> **PROVIDED MATERIAL**
//! Type definitions for `mars_core`.
//!
//! Colony state, commands, events, and catalog content. Behaviour-heavy types
//! (tasks, missions, the ledger, malfunction managers) live in their own modules.

use std::collections::HashMap;

use serde::{Deserialize, Serialize};

use crate::agent::{AgentState, Job, Role};
use crate::clock::MarsTime;
use crate::coordinates::Coordinates;
use crate::ledger::{Holder, Ledger};
use crate::malfunction::{MalfunctionManager, Malfunctionable};
use crate::mission::{MissionKind, MissionPhase, MissionState, MissionStatus};
use crate::task::TaskPhase;

// ---------------------------------------------------------------------------
// ID newtypes
// ---------------------------------------------------------------------------

macro_rules! string_id {
    ($name:ident) => {
        #[derive(
            Debug, Clone, PartialEq, Eq, PartialOrd, Ord, Hash, Serialize, Deserialize,
        )]
        pub struct $name(pub String);

        impl std::fmt::Display for $name {
            fn fmt(&self, f: &mut std::fmt::Formatter<'_>) -> std::fmt::Result {
                f.write_str(&self.0)
            }
        }
    };
}

string_id!(AgentId);
string_id!(SettlementId);
string_id!(BuildingId);
string_id!(VehicleId);
string_id!(MissionId);
string_id!(EquipmentId);
string_id!(ResourceId);
string_id!(ProcessId);
string_id!(SiteId);
string_id!(ContainerId);
string_id!(CommandId);
string_id!(EventId);
string_id!(PrincipalId);

// Settlements, vehicles and agents each own exactly one ledger container,
// keyed by the owner's id.
impl From<&SettlementId> for ContainerId {
    fn from(id: &SettlementId) -> Self {
        ContainerId(id.0.clone())
    }
}

impl From<&VehicleId> for ContainerId {
    fn from(id: &VehicleId) -> Self {
        ContainerId(id.0.clone())
    }
}

impl From<&AgentId> for ContainerId {
    fn from(id: &AgentId) -> Self {
        ContainerId(id.0.clone())
    }
}

// ---------------------------------------------------------------------------
// Core enums
// ---------------------------------------------------------------------------

#[derive(Debug, Clone, Copy, PartialEq, Eq, Serialize, Deserialize)]
pub enum EventLevel {
    Normal,
    Debug,
}

#[derive(Debug, Clone, Copy, PartialEq, Eq, Hash, Serialize, Deserialize)]
pub enum BuildingKind {
    Habitat,
    Workshop,
    Greenhouse,
    Airlock,
}

// ---------------------------------------------------------------------------
// State types
// ---------------------------------------------------------------------------

#[derive(Debug, Clone, Serialize, Deserialize)]
pub struct GameState {
    pub meta: MetaState,
    pub settlements: HashMap<SettlementId, SettlementState>,
    pub buildings: HashMap<BuildingId, BuildingState>,
    pub vehicles: HashMap<VehicleId, VehicleState>,
    pub agents: HashMap<AgentId, AgentState>,
    pub missions: HashMap<MissionId, MissionState>,
    /// Candidate exploration sites. Claimed by at most one mission at a time.
    pub exploration_sites: Vec<ExplorationSite>,
    pub ledger: Ledger,
    pub counters: Counters,
}

#[derive(Debug, Clone, Serialize, Deserialize)]
pub struct MetaState {
    pub pulse: u64,
    pub time: MarsTime,
    pub seed: u64,
    pub schema_version: u32,
    pub content_version: String,
}

#[derive(Debug, Clone, Default, Serialize, Deserialize)]
pub struct Counters {
    pub next_event_id: u64,
    pub next_command_id: u64,
    pub next_mission_id: u64,
    pub next_malfunction_id: u64,
}

#[derive(Debug, Clone, Serialize, Deserialize)]
pub struct SettlementState {
    pub id: SettlementId,
    pub name: String,
    pub location: Coordinates,
}

#[derive(Debug, Clone, Serialize, Deserialize)]
pub struct BuildingState {
    pub id: BuildingId,
    pub settlement: SettlementId,
    pub name: String,
    pub kind: BuildingKind,
    pub malfunctions: MalfunctionManager,
    /// Maintenance or repair crew currently working on the building.
    pub maintenance: Option<Holder>,
    pub active_process: Option<ProcessId>,
}

#[derive(Debug, Clone, Serialize, Deserialize)]
pub struct VehicleState {
    pub id: VehicleId,
    pub name: String,
    pub home: SettlementId,
    pub location: Coordinates,
    /// `None` while out on the surface.
    pub parked_at: Option<SettlementId>,
    pub range_km: f64,
    pub fuel_per_km: f64,
    pub speed_km_per_millisol: f64,
    pub crew_capacity: u32,
    pub malfunctions: MalfunctionManager,
    /// Mission that has the vehicle out (or towed).
    pub reserved_by: Option<Holder>,
    pub maintenance: Option<Holder>,
}

impl VehicleState {
    pub fn is_reservable(&self) -> bool {
        self.reserved_by.is_none() && self.maintenance.is_none()
    }
}

#[derive(Debug, Clone, Serialize, Deserialize)]
pub struct ExplorationSite {
    pub id: SiteId,
    pub location: Coordinates,
    /// Prior estimate of mineral value; refined when the site is explored.
    pub estimated_value: f64,
    pub explored: bool,
    pub claimed_by: Option<MissionId>,
}

// ---------------------------------------------------------------------------
// Command types
// ---------------------------------------------------------------------------

#[derive(Debug, Clone, Serialize, Deserialize)]
pub struct CommandEnvelope {
    pub id: CommandId,
    pub issued_by: PrincipalId,
    pub issued_pulse: u64,
    pub execute_at_pulse: u64,
    pub command: Command,
}

#[derive(Debug, Clone, Serialize, Deserialize)]
pub enum Command {
    SetJob {
        agent_id: AgentId,
        job: Job,
    },
    RenameBuilding {
        building_id: BuildingId,
        name: String,
    },
    ReassignRole {
        agent_id: AgentId,
        role: Role,
    },
    StartMission {
        kind: MissionKind,
        initiator: AgentId,
    },
    AbortMission {
        mission_id: MissionId,
    },
}

// ---------------------------------------------------------------------------
// Event types
// ---------------------------------------------------------------------------

#[derive(Debug, Clone, Serialize, Deserialize)]
pub struct EventEnvelope {
    pub id: EventId,
    pub pulse: u64,
    pub event: Event,
}

#[derive(Debug, Clone, Serialize, Deserialize)]
pub enum Event {
    TaskStarted {
        agent_id: AgentId,
        task_kind: String,
        target: Option<String>,
    },
    /// Only emitted at `EventLevel::Debug`.
    TaskPhaseChanged {
        agent_id: AgentId,
        task_kind: String,
        from: Option<TaskPhase>,
        to: TaskPhase,
    },
    TaskEnded {
        agent_id: AgentId,
        task_kind: String,
        completed: bool,
    },
    TaskFailed {
        agent_id: AgentId,
        task_kind: String,
        reason: String,
    },
    Accident {
        agent_id: AgentId,
        task_kind: String,
        entity: String,
    },
    MalfunctionOccurred {
        entity: Malfunctionable,
        malfunction: String,
        severity: f64,
    },
    MalfunctionRepaired {
        entity: Malfunctionable,
        malfunction: String,
        agent_id: AgentId,
    },
    MaintenanceCompleted {
        entity: Malfunctionable,
        agent_id: AgentId,
    },
    ResourcesDeposited {
        agent_id: AgentId,
        container: ContainerId,
        resource: ResourceId,
        kg: f64,
    },
    ResourceOverflow {
        container: ContainerId,
        resource: ResourceId,
        lost_kg: f64,
    },
    ProcessCompleted {
        building_id: BuildingId,
        process_id: ProcessId,
    },
    MissionStarted {
        mission_id: MissionId,
        kind: MissionKind,
        members: Vec<AgentId>,
        vehicle: VehicleId,
    },
    MissionPhaseChanged {
        mission_id: MissionId,
        from: MissionPhase,
        to: MissionPhase,
    },
    MemberLeftMission {
        mission_id: MissionId,
        agent_id: AgentId,
    },
    MissionEnded {
        mission_id: MissionId,
        statuses: Vec<MissionStatus>,
        completed: bool,
    },
    SiteExplored {
        mission_id: MissionId,
        site_id: SiteId,
        estimated_value: f64,
    },
    SuppliesDelivered {
        mission_id: MissionId,
        settlement_id: SettlementId,
        delivered: Vec<ResourceAmount>,
    },
    AgentDied {
        agent_id: AgentId,
        cause: String,
    },
    JobChanged {
        agent_id: AgentId,
        job: Job,
    },
    RoleChanged {
        agent_id: AgentId,
        role: Role,
    },
    BuildingRenamed {
        building_id: BuildingId,
        name: String,
    },
    CommandRejected {
        command_id: CommandId,
        reason: String,
    },
}

// ---------------------------------------------------------------------------
// Content types
// ---------------------------------------------------------------------------

#[derive(Debug, Clone, Serialize, Deserialize)]
pub struct GameContent {
    pub content_version: String,
    pub resources: Vec<ResourceDef>,
    pub processes: Vec<ProcessDef>,
    pub malfunctions: Vec<MalfunctionDef>,
    pub emergency_resources: Vec<EmergencyResourceDef>,
    pub maintenance_parts: MaintenancePartsDef,
    pub constants: Constants,
}

impl GameContent {
    /// Looks up a resource by id. A missing id is an authoring error.
    pub fn resource(&self, id: &ResourceId) -> &ResourceDef {
        self.resources
            .iter()
            .find(|r| &r.id == id)
            .unwrap_or_else(|| panic!("unknown resource id '{id}'"))
    }

    pub fn process(&self, id: &ProcessId) -> &ProcessDef {
        self.processes
            .iter()
            .find(|p| &p.id == id)
            .unwrap_or_else(|| panic!("unknown process id '{id}'"))
    }

    pub fn malfunction(&self, id: &str) -> &MalfunctionDef {
        self.malfunctions
            .iter()
            .find(|m| m.id == id)
            .unwrap_or_else(|| panic!("unknown malfunction id '{id}'"))
    }
}

#[derive(Debug, Clone, PartialEq, Serialize, Deserialize)]
pub struct ResourceAmount {
    pub resource: ResourceId,
    pub kg: f64,
}

#[derive(Debug, Clone, Serialize, Deserialize)]
pub struct ResourceDef {
    pub id: ResourceId,
    pub name: String,
    /// Can be gathered from the surface around a settlement on EVA.
    pub collectible: bool,
}

#[derive(Debug, Clone, Serialize, Deserialize)]
pub struct ProcessDef {
    pub id: ProcessId,
    pub name: String,
    pub work_millisols: f64,
    pub inputs: Vec<ResourceAmount>,
    pub outputs: Vec<ResourceAmount>,
}

#[derive(Debug, Clone, Serialize, Deserialize)]
pub struct MalfunctionDef {
    pub id: String,
    pub name: String,
    pub severity: f64,
    pub repair_work_millisols: f64,
    pub repair_parts: Vec<ResourceAmount>,
}

#[derive(Debug, Clone, Serialize, Deserialize)]
pub struct EmergencyResourceDef {
    pub resource: ResourceId,
    /// A settlement storing less than this is deficient.
    pub threshold_kg: f64,
    /// What the origin must keep for itself on top of the delivery.
    pub reserve_at_origin_kg: f64,
    /// Delivery size for one emergency run.
    pub required_kg: f64,
}

#[derive(Debug, Clone, Serialize, Deserialize)]
pub struct MaintenancePartsDef {
    pub building: Vec<ResourceAmount>,
    pub vehicle: Vec<ResourceAmount>,
}

#[derive(Debug, Clone, Serialize, Deserialize)]
pub struct Constants {
    // clock
    /// Simulated seconds per real second.
    pub time_ratio: f64,
    pub pulse_millisols: f64,
    pub max_pulse_millisols: f64,
    // scheduling
    pub max_task_selections_per_pulse: u32,
    pub stall_limit: u32,
    pub probability_cap: f64,
    pub experience_per_level: f64,
    // physiology, all on a 0-1000 scale
    pub fatigue_per_millisol: f64,
    pub hunger_per_millisol: f64,
    pub stress_per_millisol: f64,
    pub sleep_threshold: f64,
    pub hunger_threshold: f64,
    pub hunger_interrupt_threshold: f64,
    pub starvation_threshold: f64,
    pub max_eva_fatigue: f64,
    pub relax_millisols: f64,
    pub relax_stress_relief_per_millisol: f64,
    pub sleep_millisols: f64,
    pub sleep_fatigue_relief_per_millisol: f64,
    pub meal_millisols: f64,
    pub meal_hunger_relief: f64,
    pub food_per_meal_kg: f64,
    // task selection weights
    pub relax_base_probability: f64,
    pub maintenance_base_probability: f64,
    pub repair_base_probability: f64,
    pub manufacture_base_probability: f64,
    pub collect_base_probability: f64,
    // wear, malfunctions, accidents
    pub accident_base_rate: f64,
    pub accident_wear_damage: f64,
    pub malfunction_base_rate: f64,
    pub wear_lifetime_millisols: f64,
    pub maintenance_window_millisols: f64,
    pub maintenance_work_millisols: f64,
    pub wear_band_degraded_threshold: f64,
    pub wear_band_critical_threshold: f64,
    pub wear_band_degraded_efficiency: f64,
    pub wear_band_critical_efficiency: f64,
    // EVA
    pub airlock_millisols: f64,
    pub walk_millisols: f64,
    pub collect_work_millisols: f64,
    pub collect_rate_kg_per_millisol: f64,
    pub collect_target_kg: f64,
    pub eva_carry_capacity_kg: f64,
    // vehicles
    pub board_millisols: f64,
    pub load_rate_kg_per_millisol: f64,
    // well-known resources
    pub food_resource: ResourceId,
    pub fuel_resource: ResourceId,
    pub sample_resource: ResourceId,
    // missions
    pub mission_min_members: u32,
    pub mission_review_millisols: f64,
    pub mission_start_interval_millisols: f64,
    pub fuel_margin: f64,
    pub food_per_member_per_sol_kg: f64,
    pub emergency_range_fraction: f64,
    pub tow_spare_vehicle: bool,
    pub exploration_sites_per_mission: u32,
    pub exploration_site_work_millisols: f64,
    pub exploration_site_confidence: f64,
    pub mineral_estimation_variance: f64,
    pub sample_rate_kg_per_millisol: f64,
}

> **TASK INSTRUCTIONS**
Look through the material above for the word "processes" and copy every line that has it.

> **EXERCISE RESULT**
    pub processes: Vec<ProcessDef>,
        self.processes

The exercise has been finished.